:: Source information
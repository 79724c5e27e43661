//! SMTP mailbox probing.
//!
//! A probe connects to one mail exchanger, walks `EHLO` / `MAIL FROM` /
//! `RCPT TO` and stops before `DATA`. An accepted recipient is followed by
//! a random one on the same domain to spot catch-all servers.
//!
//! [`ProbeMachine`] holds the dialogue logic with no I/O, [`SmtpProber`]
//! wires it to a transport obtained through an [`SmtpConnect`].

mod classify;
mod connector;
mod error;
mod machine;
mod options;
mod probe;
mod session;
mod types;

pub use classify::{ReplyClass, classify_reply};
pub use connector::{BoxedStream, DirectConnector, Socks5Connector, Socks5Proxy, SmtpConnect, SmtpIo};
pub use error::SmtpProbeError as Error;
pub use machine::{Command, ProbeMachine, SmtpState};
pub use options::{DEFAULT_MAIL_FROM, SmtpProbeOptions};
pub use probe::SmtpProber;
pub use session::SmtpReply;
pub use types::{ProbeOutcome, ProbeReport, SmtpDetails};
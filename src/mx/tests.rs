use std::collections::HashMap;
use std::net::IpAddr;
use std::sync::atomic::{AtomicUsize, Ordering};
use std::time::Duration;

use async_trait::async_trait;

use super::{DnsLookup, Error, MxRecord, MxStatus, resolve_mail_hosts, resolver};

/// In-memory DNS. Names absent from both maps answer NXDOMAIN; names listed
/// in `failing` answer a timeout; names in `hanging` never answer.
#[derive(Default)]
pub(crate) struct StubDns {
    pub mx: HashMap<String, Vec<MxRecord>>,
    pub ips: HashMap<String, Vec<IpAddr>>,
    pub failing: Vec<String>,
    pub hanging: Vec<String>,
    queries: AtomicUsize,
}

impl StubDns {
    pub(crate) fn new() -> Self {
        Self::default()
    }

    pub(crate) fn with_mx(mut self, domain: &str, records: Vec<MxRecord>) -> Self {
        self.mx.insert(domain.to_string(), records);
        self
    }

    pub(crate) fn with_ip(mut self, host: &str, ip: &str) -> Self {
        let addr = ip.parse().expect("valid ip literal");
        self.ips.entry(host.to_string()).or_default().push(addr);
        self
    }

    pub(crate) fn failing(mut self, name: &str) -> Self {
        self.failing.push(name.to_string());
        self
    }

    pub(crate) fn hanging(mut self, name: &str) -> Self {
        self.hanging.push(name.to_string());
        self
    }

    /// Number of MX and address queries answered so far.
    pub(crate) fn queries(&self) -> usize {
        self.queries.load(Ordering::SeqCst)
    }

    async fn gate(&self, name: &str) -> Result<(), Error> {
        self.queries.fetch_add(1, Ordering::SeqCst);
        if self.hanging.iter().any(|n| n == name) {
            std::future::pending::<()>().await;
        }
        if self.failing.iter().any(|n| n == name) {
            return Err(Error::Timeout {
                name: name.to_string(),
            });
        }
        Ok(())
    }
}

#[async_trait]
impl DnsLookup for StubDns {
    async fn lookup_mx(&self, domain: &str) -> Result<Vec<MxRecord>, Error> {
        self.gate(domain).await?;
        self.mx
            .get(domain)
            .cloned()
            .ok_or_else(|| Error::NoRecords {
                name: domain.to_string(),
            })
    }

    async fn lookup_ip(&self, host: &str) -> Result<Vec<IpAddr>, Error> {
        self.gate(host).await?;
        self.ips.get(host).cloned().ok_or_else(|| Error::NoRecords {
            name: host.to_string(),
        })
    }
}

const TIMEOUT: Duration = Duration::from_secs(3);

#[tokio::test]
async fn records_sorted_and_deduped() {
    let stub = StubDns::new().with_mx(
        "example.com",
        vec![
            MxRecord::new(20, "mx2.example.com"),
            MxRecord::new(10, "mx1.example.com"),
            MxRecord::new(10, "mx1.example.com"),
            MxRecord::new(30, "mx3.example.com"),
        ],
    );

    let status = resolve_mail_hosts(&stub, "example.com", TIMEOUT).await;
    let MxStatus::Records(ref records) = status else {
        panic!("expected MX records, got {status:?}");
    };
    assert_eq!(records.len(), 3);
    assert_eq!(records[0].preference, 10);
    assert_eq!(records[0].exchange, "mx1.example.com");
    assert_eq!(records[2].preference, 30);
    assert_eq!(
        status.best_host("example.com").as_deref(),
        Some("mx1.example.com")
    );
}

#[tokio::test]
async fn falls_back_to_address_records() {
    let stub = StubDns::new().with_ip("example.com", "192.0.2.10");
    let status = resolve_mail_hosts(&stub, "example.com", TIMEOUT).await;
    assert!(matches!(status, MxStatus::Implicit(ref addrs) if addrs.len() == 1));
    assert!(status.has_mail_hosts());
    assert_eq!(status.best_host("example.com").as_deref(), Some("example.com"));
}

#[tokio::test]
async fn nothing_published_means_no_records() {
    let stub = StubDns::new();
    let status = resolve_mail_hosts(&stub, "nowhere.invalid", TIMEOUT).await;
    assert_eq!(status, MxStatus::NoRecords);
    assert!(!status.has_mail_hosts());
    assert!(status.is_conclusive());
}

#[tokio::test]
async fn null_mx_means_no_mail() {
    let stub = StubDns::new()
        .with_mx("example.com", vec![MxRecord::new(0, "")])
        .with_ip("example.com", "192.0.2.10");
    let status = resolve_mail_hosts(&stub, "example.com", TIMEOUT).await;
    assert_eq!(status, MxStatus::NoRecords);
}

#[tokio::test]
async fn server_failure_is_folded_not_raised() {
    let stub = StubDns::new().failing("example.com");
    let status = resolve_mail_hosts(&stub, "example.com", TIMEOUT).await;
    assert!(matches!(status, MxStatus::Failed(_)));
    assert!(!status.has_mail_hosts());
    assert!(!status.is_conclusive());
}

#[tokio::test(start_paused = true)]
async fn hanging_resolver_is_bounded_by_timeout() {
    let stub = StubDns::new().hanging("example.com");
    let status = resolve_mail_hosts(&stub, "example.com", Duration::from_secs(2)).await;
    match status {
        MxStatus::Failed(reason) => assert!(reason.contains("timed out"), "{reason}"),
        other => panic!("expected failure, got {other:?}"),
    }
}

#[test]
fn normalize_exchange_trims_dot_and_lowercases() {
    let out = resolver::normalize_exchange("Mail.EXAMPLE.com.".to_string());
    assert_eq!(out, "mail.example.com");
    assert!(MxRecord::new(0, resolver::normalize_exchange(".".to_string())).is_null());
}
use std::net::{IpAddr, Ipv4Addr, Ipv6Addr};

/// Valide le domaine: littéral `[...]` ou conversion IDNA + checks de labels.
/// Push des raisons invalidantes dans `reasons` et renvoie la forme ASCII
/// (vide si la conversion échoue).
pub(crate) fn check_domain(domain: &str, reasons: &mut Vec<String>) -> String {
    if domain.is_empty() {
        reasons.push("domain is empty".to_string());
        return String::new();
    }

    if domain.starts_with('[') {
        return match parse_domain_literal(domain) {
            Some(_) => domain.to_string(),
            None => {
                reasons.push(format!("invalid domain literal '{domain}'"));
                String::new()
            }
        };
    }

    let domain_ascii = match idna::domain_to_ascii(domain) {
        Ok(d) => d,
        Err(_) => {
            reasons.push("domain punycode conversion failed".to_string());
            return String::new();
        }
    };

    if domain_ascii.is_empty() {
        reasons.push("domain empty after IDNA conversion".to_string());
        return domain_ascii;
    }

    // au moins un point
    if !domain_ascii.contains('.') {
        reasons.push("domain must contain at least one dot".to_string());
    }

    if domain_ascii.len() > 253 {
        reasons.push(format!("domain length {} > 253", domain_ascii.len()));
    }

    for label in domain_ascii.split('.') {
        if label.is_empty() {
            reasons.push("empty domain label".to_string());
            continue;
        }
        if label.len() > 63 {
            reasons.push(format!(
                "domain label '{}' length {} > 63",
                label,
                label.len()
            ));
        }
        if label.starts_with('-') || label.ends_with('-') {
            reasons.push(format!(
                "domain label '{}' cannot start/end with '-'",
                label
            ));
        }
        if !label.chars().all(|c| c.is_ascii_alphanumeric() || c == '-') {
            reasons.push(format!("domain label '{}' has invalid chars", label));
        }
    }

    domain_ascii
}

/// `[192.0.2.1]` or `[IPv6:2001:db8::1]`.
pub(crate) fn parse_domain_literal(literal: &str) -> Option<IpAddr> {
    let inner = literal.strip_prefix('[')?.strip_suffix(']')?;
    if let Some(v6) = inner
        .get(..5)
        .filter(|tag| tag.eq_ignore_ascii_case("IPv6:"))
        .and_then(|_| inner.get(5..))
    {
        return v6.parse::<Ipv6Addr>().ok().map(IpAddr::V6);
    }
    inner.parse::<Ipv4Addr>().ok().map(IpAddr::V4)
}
::::
**What to do**
Copy each line of the records containing the string "cloned".

**Answer area**
            .cloned()
        self.ips.get(host).cloned().ok_or_else(|| Error::NoRecords {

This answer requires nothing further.